1.Könige 14,7-16 Auch ein Problem

Dumm gelaufen.

Da geht die Königin zum Propheten, um ihn wegen ihrer Sorgen zu befragen.

Und sie bekommt auch eine Antwort: kurz und negativ.

Vor allem aber bekommt sie eine lange Rede über Gottes Sorgen.

Da hat sie sich irgendwie verschätzt.

Sie dachte, ihre Sorgen wären wichtig.

Gott habe sich um ihre Sorgen zu kümmern.

Gott war allerdings der Meinung, die Königsfamilie habe sich um seine Sorgen zu kümmern. Dazu habe er sie schließlich zu Königen gemacht. Sie sollten Gottes Laden verwalten.

Da wundern die Christen sich, dass sie beten und beten und beten, dass Gott sich ihrer Sorgen annimmt, und irgendwie funktioniert es nicht.

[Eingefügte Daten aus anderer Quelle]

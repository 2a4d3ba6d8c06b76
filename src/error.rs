//! Domain errors raised by the report pipeline.
//!
//! Per-column conditions (unparseable cells, columns without numeric values)
//! are deliberately absent here: they degrade into report content instead of
//! failing the run. See [`crate::stats::NotComputable`].

use thiserror::Error;

#[derive(Debug, Error, Clone, PartialEq, Eq)]
pub enum ReportError {
    /// No header, or a header with zero data rows beneath it.
    #[error("Input CSV data is missing, empty, or contains only a header row")]
    EmptyInput,
    #[error("Report service failed: {0}")]
    ExternalService(String),
}
#![allow(dead_code)]

use std::fs;
use std::path::{Path, PathBuf};

use tempfile::{TempDir, tempdir};

pub const SALES_DATA: &str = "sales.csv";

/// Returns the absolute path to a fixture under `tests/data`.
pub fn fixture_path(name: &str) -> PathBuf {
    PathBuf::from(env!("CARGO_MANIFEST_DIR"))
        .join("tests")
        .join("data")
        .join(name)
}

pub fn fixture_text(name: &str) -> String {
    fs::read_to_string(fixture_path(name)).expect("read fixture")
}

/// Scratch directory that cleans up after itself on drop.
pub struct TestWorkspace {
    temp_dir: TempDir,
}

impl TestWorkspace {
    pub fn new() -> Self {
        Self {
            temp_dir: tempdir().expect("temp dir"),
        }
    }

    pub fn path(&self) -> &Path {
        self.temp_dir.path()
    }

    /// Writes `contents` into a file under the workspace and returns the path.
    pub fn write(&self, name: &str, contents: &str) -> PathBuf {
        let path = self.temp_dir.path().join(name);
        fs::write(&path, contents).expect("write temp file");
        path
    }

    /// Copies a fixture into the workspace so outputs land beside it.
    pub fn copy_fixture(&self, name: &str) -> PathBuf {
        let target = self.temp_dir.path().join(name);
        fs::copy(fixture_path(name), &target).expect("copy fixture");
        target
    }
}

/// A single-column CSV document with the given cells.
pub fn single_column_csv(header: &str, cells: &[&str]) -> String {
    let mut text = format!("{header}\n");
    for cell in cells {
        text.push('"');
        text.push_str(&cell.replace('"', "\"\""));
        text.push_str("\"\n");
    }
    text
}
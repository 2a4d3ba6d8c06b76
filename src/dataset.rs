//! Parsed CSV input: an ordered header plus fixed-shape records.
//!
//! Every [`Record`] is validated once here, against the header, so downstream
//! stages index cells by column position without re-checking shapes. A row
//! shorter than the header leaves its trailing cells absent; a longer row is
//! truncated to the header width.

use std::{
    collections::{HashMap, HashSet},
    io::Read,
    path::Path,
};

use anyhow::{Context, Result};
use encoding_rs::{Encoding, UTF_8};
use log::{debug, warn};

use crate::{error::ReportError, io_utils};

/// One data row. Cells line up with [`Dataset::columns`]; `None` marks a
/// cell the source row did not supply.
#[derive(Debug, Clone, PartialEq, Eq)]
pub struct Record {
    cells: Vec<Option<String>>,
}

impl Record {
    fn from_fields(mut fields: Vec<String>, width: usize) -> Self {
        fields.truncate(width);
        let mut cells: Vec<Option<String>> = fields.into_iter().map(Some).collect();
        cells.resize(width, None);
        Self { cells }
    }

    pub fn get(&self, column_index: usize) -> Option<&str> {
        self.cells.get(column_index).and_then(|cell| cell.as_deref())
    }

    /// Fields as they would be written back out; absent trailing cells are omitted.
    pub fn fields(&self) -> Vec<String> {
        let supplied = self
            .cells
            .iter()
            .rposition(Option::is_some)
            .map_or(0, |idx| idx + 1);
        self.cells[..supplied]
            .iter()
            .map(|cell| cell.clone().unwrap_or_default())
            .collect()
    }
}

#[derive(Debug, Clone, PartialEq, Eq)]
pub struct Dataset {
    columns: Vec<String>,
    records: Vec<Record>,
}

impl Dataset {
    /// Builds a dataset from a header and raw rows.
    ///
    /// Fails with [`ReportError::EmptyInput`] when the header is missing or
    /// no rows follow it. Repeated header names are renamed with a numeric
    /// suffix (`a`, `a_1`, `a_2`, ...).
    pub fn new(columns: Vec<String>, rows: Vec<Vec<String>>) -> Result<Self, ReportError> {
        if columns.is_empty() || (columns.len() == 1 && columns[0].trim().is_empty()) {
            return Err(ReportError::EmptyInput);
        }
        let columns = unique_column_names(columns);
        if rows.is_empty() {
            return Err(ReportError::EmptyInput);
        }
        let width = columns.len();
        let records = rows
            .into_iter()
            .map(|fields| Record::from_fields(fields, width))
            .collect();
        Ok(Self { columns, records })
    }

    pub fn from_csv_str(text: &str) -> Result<Self> {
        let reader = io_utils::open_csv_reader(text.as_bytes(), io_utils::DEFAULT_CSV_DELIMITER);
        Self::from_reader(reader, UTF_8)
    }

    pub fn load(path: &Path, delimiter: u8, encoding: &'static Encoding) -> Result<Self> {
        let reader = io_utils::open_csv_reader_from_path(path, delimiter)?;
        Self::from_reader(reader, encoding).with_context(|| format!("Reading dataset {path:?}"))
    }

    pub fn from_reader<R: Read>(
        mut reader: csv::Reader<R>,
        encoding: &'static Encoding,
    ) -> Result<Self> {
        let columns = io_utils::reader_headers(&mut reader, encoding)?;
        let mut rows = Vec::new();
        for (row_idx, record) in reader.byte_records().enumerate() {
            let record = record.with_context(|| format!("Reading row {}", row_idx + 2))?;
            if record.len() > columns.len() {
                warn!(
                    "Row {} has {} field(s) but the header has {}; extra fields ignored",
                    row_idx + 2,
                    record.len(),
                    columns.len()
                );
            }
            rows.push(io_utils::decode_record(&record, encoding)?);
        }
        debug!(
            "Parsed {} row(s) across {} column(s)",
            rows.len(),
            columns.len()
        );
        Ok(Self::new(columns, rows)?)
    }

    pub fn columns(&self) -> &[String] {
        &self.columns
    }

    pub fn records(&self) -> &[Record] {
        &self.records
    }

    pub fn column_count(&self) -> usize {
        self.columns.len()
    }

    pub fn record_count(&self) -> usize {
        self.records.len()
    }

    pub fn column_index(&self, name: &str) -> Option<usize> {
        self.columns.iter().position(|c| c == name)
    }

    /// Cells of one column in record order, `None` where the row omitted it.
    pub fn column_values(&self, column_index: usize) -> impl Iterator<Item = Option<&str>> + '_ {
        self.records.iter().map(move |record| record.get(column_index))
    }

    /// Header followed by every record, ready to be written back as CSV.
    pub fn to_rows(&self) -> Vec<Vec<String>> {
        std::iter::once(self.columns.clone())
            .chain(self.records.iter().map(Record::fields))
            .collect()
    }

    pub fn to_csv_string(&self) -> Result<String> {
        io_utils::rows_to_csv_string(io_utils::DEFAULT_CSV_DELIMITER, &self.to_rows())
    }
}

/// Renames repeated header names so every column name is distinct. A
/// generated name skips over names the header already uses.
fn unique_column_names(columns: Vec<String>) -> Vec<String> {
    let taken: HashSet<String> = columns.iter().cloned().collect();
    if taken.len() == columns.len() {
        return columns;
    }
    let mut assigned: HashSet<String> = HashSet::with_capacity(columns.len());
    let mut counters: HashMap<String, usize> = HashMap::new();
    let mut unique = Vec::with_capacity(columns.len());
    for name in columns {
        if assigned.insert(name.clone()) {
            unique.push(name);
            continue;
        }
        let counter = counters.entry(name.clone()).or_insert(0);
        let renamed = loop {
            *counter += 1;
            let candidate = format!("{name}_{counter}");
            if !taken.contains(&candidate) && !assigned.contains(&candidate) {
                break candidate;
            }
        };
        warn!("Header '{name}' appears more than once; renamed to '{renamed}'");
        assigned.insert(renamed.clone());
        unique.push(renamed);
    }
    unique
}
//! Headline figures behind the chart dashboard: row count, the mean of the
//! first numerical column, and the value distribution of the first
//! categorical column.

use std::collections::HashMap;

use anyhow::{Context, Result};
use log::info;
use serde::Serialize;

use crate::{
    cli::DashboardArgs,
    data::{format_fixed, is_missing},
    dataset::Dataset,
    io_utils,
    profile::{ColumnType, analyze_columns},
    stats::summarize_column,
    table,
};

pub const OTHER_BUCKET: &str = "Other";

#[derive(Debug, Clone, Serialize, PartialEq, Eq)]
pub struct CategoryCount {
    pub value: String,
    pub count: usize,
}

#[derive(Debug, Clone, Serialize, PartialEq)]
pub struct DashboardSummary {
    pub total_rows: usize,
    pub numeric_column: Option<String>,
    pub numeric_mean: Option<f64>,
    pub category_column: Option<String>,
    pub categories: Vec<CategoryCount>,
}

pub fn summarize(dataset: &Dataset, top: usize) -> DashboardSummary {
    let profiles = analyze_columns(dataset);
    let first_of = |kind: ColumnType| {
        profiles
            .iter()
            .position(|profile| profile.inferred_type == kind)
    };

    let numeric_idx = first_of(ColumnType::Numerical);
    let numeric_mean = numeric_idx
        .and_then(|idx| summarize_column(dataset, idx).ok())
        .map(|summary| summary.mean);

    let category_idx = first_of(ColumnType::Categorical);
    let categories = category_idx
        .map(|idx| category_counts(dataset, idx, top))
        .unwrap_or_default();

    DashboardSummary {
        total_rows: dataset.record_count(),
        numeric_column: numeric_idx.map(|idx| dataset.columns()[idx].clone()),
        numeric_mean,
        category_column: category_idx.map(|idx| dataset.columns()[idx].clone()),
        categories,
    }
}

/// Top `top` values by count (ties by value), remainder folded into `Other`.
/// `top == 0` keeps every value.
pub fn category_counts(dataset: &Dataset, column_index: usize, top: usize) -> Vec<CategoryCount> {
    let mut counts: HashMap<&str, usize> = HashMap::new();
    for cell in dataset.column_values(column_index) {
        if is_missing(cell) {
            continue;
        }
        if let Some(value) = cell {
            *counts.entry(value.trim()).or_insert(0) += 1;
        }
    }
    let mut items = counts.into_iter().collect::<Vec<_>>();
    items.sort_by(|a, b| b.1.cmp(&a.1).then_with(|| a.0.cmp(b.0)));

    let rest = if top > 0 && items.len() > top {
        items.split_off(top)
    } else {
        Vec::new()
    };
    let mut result = items
        .into_iter()
        .map(|(value, count)| CategoryCount {
            value: value.to_string(),
            count,
        })
        .collect::<Vec<_>>();
    let other = rest.iter().map(|(_, count)| count).sum::<usize>();
    if other > 0 {
        result.push(CategoryCount {
            value: OTHER_BUCKET.to_string(),
            count: other,
        });
    }
    result
}

pub fn execute(args: &DashboardArgs) -> Result<()> {
    let delimiter = io_utils::resolve_input_delimiter(&args.input, args.delimiter);
    let encoding = io_utils::resolve_encoding(args.input_encoding.as_deref())?;
    let dataset = Dataset::load(&args.input, delimiter, encoding)
        .with_context(|| format!("Loading dashboard data from {:?}", args.input))?;
    let summary = summarize(&dataset, args.top);

    let headline = vec![
        vec!["total_rows".to_string(), summary.total_rows.to_string()],
        vec![
            "numeric_column".to_string(),
            summary.numeric_column.clone().unwrap_or_default(),
        ],
        vec![
            "numeric_mean".to_string(),
            summary
                .numeric_mean
                .map(|mean| format_fixed(mean, 2))
                .unwrap_or_else(|| "N/A".to_string()),
        ],
        vec![
            "category_column".to_string(),
            summary.category_column.clone().unwrap_or_default(),
        ],
    ];
    table::print_table(&["metric".to_string(), "value".to_string()], &headline);

    if !summary.categories.is_empty() {
        println!();
        let total = summary.categories.iter().map(|c| c.count).sum::<usize>();
        let rows = summary
            .categories
            .iter()
            .map(|category| {
                let percent = 100.0 * category.count as f64 / total as f64;
                vec![
                    category.value.clone(),
                    category.count.to_string(),
                    format!("{}%", format_fixed(percent, 1)),
                ]
            })
            .collect::<Vec<_>>();
        let headers = vec!["value".to_string(), "count".to_string(), "percent".to_string()];
        table::print_table(&headers, &rows);
    }
    info!(
        "Summarised {} row(s) from {:?}",
        summary.total_rows, args.input
    );
    Ok(())
}
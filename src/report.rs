//! Report assembly and rendering.
//!
//! A [`Report`] always carries its Markdown text. Reports produced in-process
//! also carry the structured [`Analysis`] behind that text, which is what the
//! JSON and YAML output formats serialise.

use std::{collections::HashMap, fmt::Write as _};

use anyhow::{Context, Result};
use serde::Serialize;

use crate::{
    cli::OutputFormat,
    data::format_fixed,
    profile::{ColumnProfile, ColumnType},
    stats::{ColumnStatistics, NotComputable, NumericSummary},
};

#[derive(Debug, Clone, Serialize, PartialEq)]
pub struct Overview {
    pub record_count: usize,
    pub column_count: usize,
}

#[derive(Debug, Clone, Serialize, PartialEq)]
#[serde(rename_all = "snake_case")]
pub enum StatisticsEntry {
    Computed(NumericSummary),
    NotComputable(NotComputable),
}

#[derive(Debug, Clone, Serialize, PartialEq)]
pub struct ColumnSection {
    #[serde(flatten)]
    pub profile: ColumnProfile,
    #[serde(skip_serializing_if = "Option::is_none")]
    pub statistics: Option<StatisticsEntry>,
}

#[derive(Debug, Clone, Serialize, PartialEq)]
pub struct Analysis {
    pub overview: Overview,
    pub columns: Vec<ColumnSection>,
    pub summary: String,
}

#[derive(Debug, Clone, PartialEq)]
pub struct Report {
    text: String,
    analysis: Option<Analysis>,
}

#[derive(Serialize)]
struct TextOnly<'a> {
    report: &'a str,
}

impl Report {
    /// Wraps free-form report text that has no structured analysis behind it.
    pub fn from_text(text: impl Into<String>) -> Self {
        Self {
            text: text.into(),
            analysis: None,
        }
    }

    pub fn text(&self) -> &str {
        &self.text
    }

    pub fn analysis(&self) -> Option<&Analysis> {
        self.analysis.as_ref()
    }

    pub fn render(&self, format: OutputFormat) -> Result<String> {
        match (format, &self.analysis) {
            (OutputFormat::Markdown, _) => Ok(self.text.clone()),
            (OutputFormat::Json, Some(analysis)) => {
                serde_json::to_string_pretty(analysis).context("Serialising report as JSON")
            }
            (OutputFormat::Json, None) => serde_json::to_string_pretty(&TextOnly {
                report: &self.text,
            })
            .context("Serialising report as JSON"),
            (OutputFormat::Yaml, Some(analysis)) => {
                serde_yaml::to_string(analysis).context("Serialising report as YAML")
            }
            (OutputFormat::Yaml, None) => serde_yaml::to_string(&TextOnly {
                report: &self.text,
            })
            .context("Serialising report as YAML"),
        }
    }
}

/// Builds the report from the dataset's cardinalities, the column profiles in
/// header order, and the statistics of the numerical columns.
///
/// A numerical column with no entry in `statistics` is reported as not
/// computable rather than dropped.
pub fn assemble_report(
    overview: Overview,
    profiles: &[ColumnProfile],
    statistics: &HashMap<String, ColumnStatistics>,
) -> Report {
    let columns = profiles
        .iter()
        .map(|profile| {
            let entry = (profile.inferred_type == ColumnType::Numerical).then(|| {
                match statistics.get(&profile.name) {
                    Some(Ok(summary)) => StatisticsEntry::Computed(summary.rounded()),
                    Some(Err(reason)) => StatisticsEntry::NotComputable(reason.clone()),
                    None => StatisticsEntry::NotComputable(NotComputable::new("not analysed")),
                }
            });
            ColumnSection {
                profile: profile.clone(),
                statistics: entry,
            }
        })
        .collect::<Vec<_>>();
    let numerical = columns.iter().filter(|c| c.statistics.is_some()).count();
    let summary = format!(
        "The dataset contains {} {} across {} {}, {} of which {} numerical.",
        overview.record_count,
        plural(overview.record_count, "row", "rows"),
        overview.column_count,
        plural(overview.column_count, "column", "columns"),
        numerical,
        plural(numerical, "is", "are"),
    );
    let analysis = Analysis {
        overview,
        columns,
        summary,
    };
    Report {
        text: render_markdown(&analysis),
        analysis: Some(analysis),
    }
}

fn plural<'a>(count: usize, one: &'a str, many: &'a str) -> &'a str {
    if count == 1 { one } else { many }
}

fn render_markdown(analysis: &Analysis) -> String {
    let mut out = String::new();
    let _ = writeln!(out, "# Data Report");
    let _ = writeln!(out);
    let _ = writeln!(out, "## Data Overview");
    let _ = writeln!(out);
    let _ = writeln!(out, "- Rows: {}", analysis.overview.record_count);
    let _ = writeln!(out, "- Columns: {}", analysis.overview.column_count);
    let _ = writeln!(out);

    let _ = writeln!(out, "## Column Analysis");
    let _ = writeln!(out);
    for column in &analysis.columns {
        let _ = writeln!(
            out,
            "- **{}**: {}, {}% missing",
            column.profile.name,
            column.profile.inferred_type,
            format_fixed(column.profile.missing_percentage, 1)
        );
    }
    let _ = writeln!(out);

    let _ = writeln!(out, "## Basic Statistics");
    let _ = writeln!(out);
    let mut any_numerical = false;
    for column in &analysis.columns {
        let Some(entry) = &column.statistics else {
            continue;
        };
        any_numerical = true;
        let _ = writeln!(out, "### {}", column.profile.name);
        let _ = writeln!(out);
        match entry {
            StatisticsEntry::Computed(summary) => {
                let _ = writeln!(out, "- Mean: {}", format_fixed(summary.mean, 2));
                let _ = writeln!(out, "- Median: {}", format_fixed(summary.median, 2));
                let _ = writeln!(out, "- Min: {}", format_fixed(summary.min, 2));
                let _ = writeln!(out, "- Max: {}", format_fixed(summary.max, 2));
                let _ = writeln!(out, "- Std Dev: {}", format_fixed(summary.std_dev, 2));
            }
            StatisticsEntry::NotComputable(reason) => {
                let _ = writeln!(out, "- Statistics: {reason}");
            }
        }
        let _ = writeln!(out);
    }
    if !any_numerical {
        let _ = writeln!(out, "No numerical columns detected.");
        let _ = writeln!(out);
    }

    let _ = writeln!(out, "## Summary");
    let _ = writeln!(out);
    let _ = writeln!(out, "{}", analysis.summary);
    out
}
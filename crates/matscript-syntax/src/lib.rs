pub mod error;
pub mod token;

pub use error::*;
pub use token::*;
//! Material script reader: turns material scripts into render resources.
//!
//! The [`ScriptReader`] scans a script, walks the tokens with a
//! [`TokenCursor`], evaluates `@variable` definitions in an [`Env`] and calls a
//! [`RenderSystem`](matscript_video::RenderSystem) for every declared
//! resource. The handles it returns are kept in the reader's registries.

pub mod cursor;
pub mod diagnostics;
pub mod env;
pub mod keywords;
pub mod reader;
pub mod registry;

pub use cursor::TokenCursor;
pub use diagnostics::{Diagnostic, Diagnostics, Level};
pub use env::{Env, Value};
pub use keywords::{keywords, KeywordTable, Keywords};
pub use reader::{ReaderOptions, ScriptReader, WORKING_DIR_VAR};
pub use registry::Registry;
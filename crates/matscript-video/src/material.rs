//! Fixed-function material states.

use crate::color::Color;
use crate::types::{BlendFactor, CompareMode, Face, Shading, Wireframe};

/// Render states of one material.
///
/// Materials are plain data: the reader fills them attribute by attribute
/// and the host applies them when drawing.
#[derive(Debug, Clone, PartialEq)]
pub struct MaterialStates {
    pub ambient: Color,
    pub diffuse: Color,
    pub specular: Color,
    pub emission: Color,
    pub shininess: f32,
    pub offset_factor: f32,
    pub offset_units: f32,
    pub alpha_reference: f32,

    pub color_material: bool,
    pub lighting: bool,
    pub blending: bool,
    pub depth_test: bool,
    pub fog: bool,
    pub polygon_offset: bool,

    pub shading: Shading,
    pub wireframe_front: Wireframe,
    pub wireframe_back: Wireframe,
    pub depth_method: CompareMode,
    pub alpha_method: CompareMode,
    pub blend_source: BlendFactor,
    pub blend_target: BlendFactor,
    pub render_face: Face,
}

impl Default for MaterialStates {
    fn default() -> Self {
        Self {
            ambient: Color::WHITE,
            diffuse: Color::WHITE,
            specular: Color::BLACK,
            emission: Color::BLACK,
            shininess: 0.0,
            offset_factor: 0.0,
            offset_units: 0.0,
            alpha_reference: 0.0,
            color_material: true,
            lighting: true,
            blending: true,
            depth_test: true,
            fog: true,
            polygon_offset: false,
            shading: Shading::Gouraud,
            wireframe_front: Wireframe::Solid,
            wireframe_back: Wireframe::Solid,
            depth_method: CompareMode::LessEqual,
            alpha_method: CompareMode::Greater,
            blend_source: BlendFactor::SrcAlpha,
            blend_target: BlendFactor::InvSrcAlpha,
            render_face: Face::Front,
        }
    }
}

impl MaterialStates {
    /// Sets the fill mode of both faces.
    pub fn set_wireframe(&mut self, mode: Wireframe) {
        self.wireframe_front = mode;
        self.wireframe_back = mode;
    }
}
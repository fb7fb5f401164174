//! Named, declaration-ordered resource tables.

use std::collections::HashMap;

/// Resources of one kind keyed by their script name.
///
/// Entries keep declaration order; the most recent one is "current" and is
/// what attribute lines of the open block modify.
#[derive(Debug, Clone)]
pub struct Registry<T> {
    entries: Vec<(String, T)>,
    index: HashMap<String, usize>,
}

impl<T> Default for Registry<T> {
    fn default() -> Self {
        Self {
            entries: Vec::new(),
            index: HashMap::new(),
        }
    }
}

impl<T> Registry<T> {
    pub fn new() -> Self {
        Self::default()
    }

    /// Adds `value` as the current entry. An existing entry of the same name is
    /// kept and `false` returned.
    pub fn insert(&mut self, name: &str, value: T) -> bool {
        if self.index.contains_key(name) {
            return false;
        }
        self.index.insert(name.to_string(), self.entries.len());
        self.entries.push((name.to_string(), value));
        true
    }

    pub fn get(&self, name: &str) -> Option<&T> {
        self.index.get(name).map(|&i| &self.entries[i].1)
    }

    pub fn contains(&self, name: &str) -> bool {
        self.index.contains_key(name)
    }

    pub fn current(&self) -> Option<&T> {
        self.entries.last().map(|(_, v)| v)
    }

    pub fn current_mut(&mut self) -> Option<&mut T> {
        self.entries.last_mut().map(|(_, v)| v)
    }

    pub fn names(&self) -> impl Iterator<Item = &str> {
        self.entries.iter().map(|(n, _)| n.as_str())
    }

    pub fn iter(&self) -> impl Iterator<Item = (&str, &T)> {
        self.entries.iter().map(|(n, v)| (n.as_str(), v))
    }

    pub fn len(&self) -> usize {
        self.entries.len()
    }

    pub fn is_empty(&self) -> bool {
        self.entries.is_empty()
    }

    pub fn clear(&mut self) {
        self.entries.clear();
        self.index.clear();
    }
}

/// "1 material", "3 materials"; `None` for zero.
pub(crate) fn count_label(count: usize, noun: &str) -> Option<String> {
    match count {
        0 => None,
        1 => Some(format!("1 {}", noun)),
        n => Some(format!("{} {}s", n, noun)),
    }
}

Offenbar übersehen sie, dass sie dazu berufen sind, sich um Gottes Sorgen zu kümmern.

Paulus hat schon gewusst, warum er sich als „Sklave Jesu Christi“ bezeichnet und nicht als „Segensempfänger Gottes“.

Und Jesus soll mal gesagt haben, es sei seine Nahrung, dass er den Willen Gottes tue. Nicht dass Gott seinen tue.

Wie konnten Eure Majestät das nur übersehen?